Surprise after sunset in a June night

Experiencing something unexpected is always an adrenaline rush and the story behind the photo below is no different. In that night I went to Oulunsalo for a nice sunset above the Baltic Sea. The sky was mixed with patches of blue and clouds, some of them containing rain showers. Just as the sun was disappearing behind the horizon, one of those dark cloud made its way right at me. Waiting out the hard rain was a great way to test my jacket which wasn’t all that water proofed as I hoped. The just-after-sunset sky produced then wonderful colours so I kept clicking away. It was then when I noticed a warm glow behind me and I turned around to have a look.

What I saw made my heart race. ‘My’ rain cloud was bathing in sunlight although the sun was below the horizon! And not only that, there was a wonderful pinkish rainbow. I’ve never seen a rainbow after sunset or after midnight! Trying to suck in that moment, my hands were running on autopilot and got busy with the camera. Two photos later then the magic moment passed already and that huge cloud was grey as none of this would have happened. Gotta love nature!

Copyright: Thomas Kast

Rainbow in a June night


Digital art: Independence Day

On December 6th we celebrate the Independence Day in Finland. As a special show at night, Northern lights appeared in the sky and I was out to catch some.This time I was in Vihiluoto near Oulu. To my delight the snow on the Baltic Sea was washed away by rain earlier. The remaining layer of ice worked as a mirror for the city lights of Oulu.

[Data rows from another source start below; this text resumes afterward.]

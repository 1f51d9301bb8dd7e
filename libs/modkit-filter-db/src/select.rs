use std::marker::PhantomData;

use modkit_filter::{BoundPredicate, FilterTarget, QueryInterceptor, UnitOfWorkFilterState};
use sea_orm::{
    ColumnTrait, ConnectionTrait, EntityTrait, PaginatorTrait, QueryFilter, QueryOrder,
    QuerySelect,
};

use crate::cond::build_filter_condition;
use crate::entity::FilterableColumns;
use crate::error::FilterDbError;

/// Typestate marker: data filters have not been applied yet.
/// Cannot execute queries in this state.
#[derive(Debug, Clone, Copy)]
pub struct Unfiltered;

/// Typestate marker: the unit of work's data filters are part of the query.
#[derive(Debug, Clone, Copy)]
pub struct Filtered;

/// A `SeaORM` `Select` that cannot run until data filters are applied.
///
/// # Example
/// ```rust,ignore
/// use modkit_filter_db::FilteredEntityExt;
///
/// let people = person::Entity::find()
///     .filtered()                // FilteredSelect<E, Unfiltered>
///     .with_filters(&state)?     // FilteredSelect<E, Filtered>
///     .all(conn)
///     .await?;
/// ```
#[must_use]
#[derive(Clone, Debug)]
pub struct FilteredSelect<E: EntityTrait, S> {
    pub(crate) inner: sea_orm::Select<E>,
    pub(crate) _state: PhantomData<S>,
}

/// Converts a plain `SeaORM` `Select` into an [`Unfiltered`] [`FilteredSelect`].
pub trait FilteredEntityExt<E: EntityTrait>: Sized {
    fn filtered(self) -> FilteredSelect<E, Unfiltered>;
}

impl<E> FilteredEntityExt<E> for sea_orm::Select<E>
where
    E: EntityTrait,
{
    fn filtered(self) -> FilteredSelect<E, Unfiltered> {
        FilteredSelect {
            inner: self,
            _state: PhantomData,
        }
    }
}

impl<E> FilterTarget for FilteredSelect<E, Unfiltered>
where
    E: FilterableColumns,
    E::Column: ColumnTrait + Copy,
{
    type Entity = E;
    type Error = FilterDbError;

    fn restrict(mut self, predicate: BoundPredicate) -> Result<Self, FilterDbError> {
        let cond = build_filter_condition::<E>(&predicate)?;
        self.inner = QueryFilter::filter(self.inner, cond);
        Ok(self)
    }
}

impl<E> FilteredSelect<E, Unfiltered>
where
    E: FilterableColumns,
    E::Column: ColumnTrait + Copy,
{
    /// Conjoin every filter enabled in `state` that applies to `E`.
    ///
    /// # Errors
    /// Returns `FilterDbError::Filter` for binding errors and
    /// `FilterDbError::UnmappedField` if `E` lacks a column a filter needs.
    pub fn with_filters(
        self,
        state: &UnitOfWorkFilterState,
    ) -> Result<FilteredSelect<E, Filtered>, FilterDbError> {
        let restricted = QueryInterceptor::apply(self, state)?;
        Ok(FilteredSelect {
            inner: restricted.inner,
            _state: PhantomData,
        })
    }
}

impl<E> FilteredSelect<E, Filtered>
where
    E: EntityTrait,
{
    /// # Errors
    /// Returns `FilterDbError::Db` if the database query fails.
    pub async fn all<C>(self, conn: &C) -> Result<Vec<E::Model>, FilterDbError>
    where
        C: ConnectionTrait + Send + Sync,
    {
        Ok(self.inner.all(conn).await?)
    }

    /// # Errors
    /// Returns `FilterDbError::Db` if the database query fails.
    pub async fn one<C>(self, conn: &C) -> Result<Option<E::Model>, FilterDbError>
    where
        C: ConnectionTrait + Send + Sync,
    {
        Ok(self.inner.one(conn).await?)
    }

    /// # Errors
    /// Returns `FilterDbError::Db` if the database query fails.
    pub async fn count<C>(self, conn: &C) -> Result<u64, FilterDbError>
    where
        C: ConnectionTrait + Send + Sync,
        E::Model: sea_orm::FromQueryResult + Send + Sync,
    {
        Ok(self.inner.count(conn).await?)
    }

    /// Add a caller condition; the filter conditions remain in place.
    pub fn filter(mut self, filter: sea_orm::Condition) -> Self {
        self.inner = QueryFilter::filter(self.inner, filter);
        self
    }

    pub fn order_by<C>(mut self, col: C, order: sea_orm::Order) -> Self
    where
        C: sea_orm::IntoSimpleExpr,
    {
        self.inner = QueryOrder::order_by(self.inner, col, order);
        self
    }

    pub fn limit(mut self, limit: u64) -> Self {
        self.inner = QuerySelect::limit(self.inner, limit);
        self
    }

    pub fn offset(mut self, offset: u64) -> Self {
        self.inner = QuerySelect::offset(self.inner, offset);
        self
    }

    /// Apply the filters of a joined entity as well.
    ///
    /// `J` must already be joined into the query (join before calling
    /// `filtered()`); this conjoins `J`'s enabled filters, qualified with
    /// `J`'s table.
    ///
    /// # Errors
    /// Same as [`FilteredSelect::with_filters`].
    pub fn and_filters_for<J>(
        mut self,
        state: &UnitOfWorkFilterState,
    ) -> Result<Self, FilterDbError>
    where
        J: FilterableColumns,
        J::Column: ColumnTrait + Copy,
    {
        if let Some(predicate) = QueryInterceptor::combined_predicate::<J>(state)? {
            let cond = build_filter_condition::<J>(&predicate)?;
            self.inner = QueryFilter::filter(self.inner, cond);
        }
        Ok(self)
    }

    /// Unwrap the inner `SeaORM` `Select`.
    ///
    /// The filter conditions are already part of the returned query; callers
    /// must not rebuild it from scratch.
    #[must_use]
    pub fn into_inner(self) -> sea_orm::Select<E> {
        self.inner
    }
}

While processing the photo, I bumped into an interesting preset which changed the photo from realism to a paint-like canvas. Weeks ago I’ve seen some similar effect on another photo and immediately got inspired. I love to think outside my box and this week there was some time for it, thanks to my wife. Sitting for hours fine-tuning the image, I finally was satisfied and here it is. Make sure you click on it to see it larger.

As always, I can’t wait to hear your thoughts on my post :)

Copyright: Thomas Kast

A view to Oulu from Vihiluoto

2am in an October night

Northern lights appeared in the sky on my way home and I had to pull over although I was ready to sleep. Seeing these countless needles dance in the sky, adrenaline quickly replaced fatigue. The camera here was set very low to catch a good part of the display.

Settings: 1.6s exposure @ ISO2000.

Copyright: Thomas Kast

The first ‘real’ winter night

At last the first ‘real’ winter night. I didn’t know how much I missed it until I was out. The air was crisp at -15C and the moon bathed the landscape into magic light. And just for a while, the Lady (Aurora) danced in the skies.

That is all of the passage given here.